Tuesday, December 1, 2009

Why believe in things that make it tough on you ...

especially if you don't genuinely believe in them at all? Many people complain that a religious organization regards them as inferior for being LGBT or female, yet remain in that religious organization and presumably even throw something into the collection plate. Such people give the sanction of the victim to that organization.

Some such people justify their continued involvement in Catholicism by claiming, usually without proof, to have some special insight into the true meaning of Catholic doctrine that has somehow eluded the Catholic hierarchy itself for almost two millennia. That attitude is just silly. Like it or not, Catholic doctrine is not whatever you decide it is, but what the Catholic Church decides it is. Either you accept the teaching authority of the Catholic Church, or you do not. When I decided that I did not, I preserved my intellectual integrity by leaving Catholicism.

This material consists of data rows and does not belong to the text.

//! Property lookups.

use crate::client::{ApiRequest, Client, Result};
use crate::types::{Cidade, Imovel, Zoneamento};

impl Client {
    /// Properties at a street address.
    pub async fn consulta_endereco(
        &self,
        logradouro: &str,
        numero: &str,
        cidade: impl Into<Cidade>,
    ) -> Result<Vec<Imovel>> {
        let request = ApiRequest::get("/consulta/endereco")
            .query("logradouro", logradouro)
            .query("numero", numero)
            .query("cidade", cidade.into());
        self.fetch_list(request).await
    }

    /// Properties by cadastral identifier (SQL / indice cadastral).
    pub async fn consulta_sql(&self, sql: &str, cidade: impl Into<Cidade>) -> Result<Vec<Imovel>> {
        let request = ApiRequest::get("/consulta/sql")
            .query("sql", sql)
            .query("cidade", cidade.into());
        self.fetch_list(request).await
    }

    pub async fn consulta_cep(&self, cep: &str, cidade: impl Into<Cidade>) -> Result<Vec<Imovel>> {
        let request = ApiRequest::get("/consulta/cep")
            .query("cep", cep)
            .query("cidade", cidade.into());
        self.fetch_list(request).await
    }

    /// Zoning rules at a coordinate.
    pub async fn consulta_zoneamento(&self, latitude: f64, longitude: f64) -> Result<Zoneamento> {
        let request = ApiRequest::get("/consulta/zoneamento")
            .query("lat", latitude)
            .query("lng", longitude);
        self.fetch_one(request).await
    }
}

Others claim that they are working to reform a religious organization from within. Good luck with that. Some of the finest theological thinkers in Christian history either could not or would not reform their churches from within and ended up founding new denominations. Moreover, a church that survived the Reformation has little to fear from the cheap publicity stunts that so often pass for protests against Catholic doctrine. We must weigh the probability that such publicity stunts will achieve their goal against the probability that they will have unintended consequences - something that the nimrod who dropped the Eucharist on the floor of the cathedral evidently forgot to do.

2 comments:

Specops17 said...

Along those same lines, can you explain Log Cabin Republicans to me?

The Heterodox Homosexual said...

Good question. Those whom I know have tended to be so out of self-hatred, an adolescent desire to spite some big bad thing called the Left, or both. Then again, I acknowledge that my experience may not be universal, and I shall have to give the matter more thought.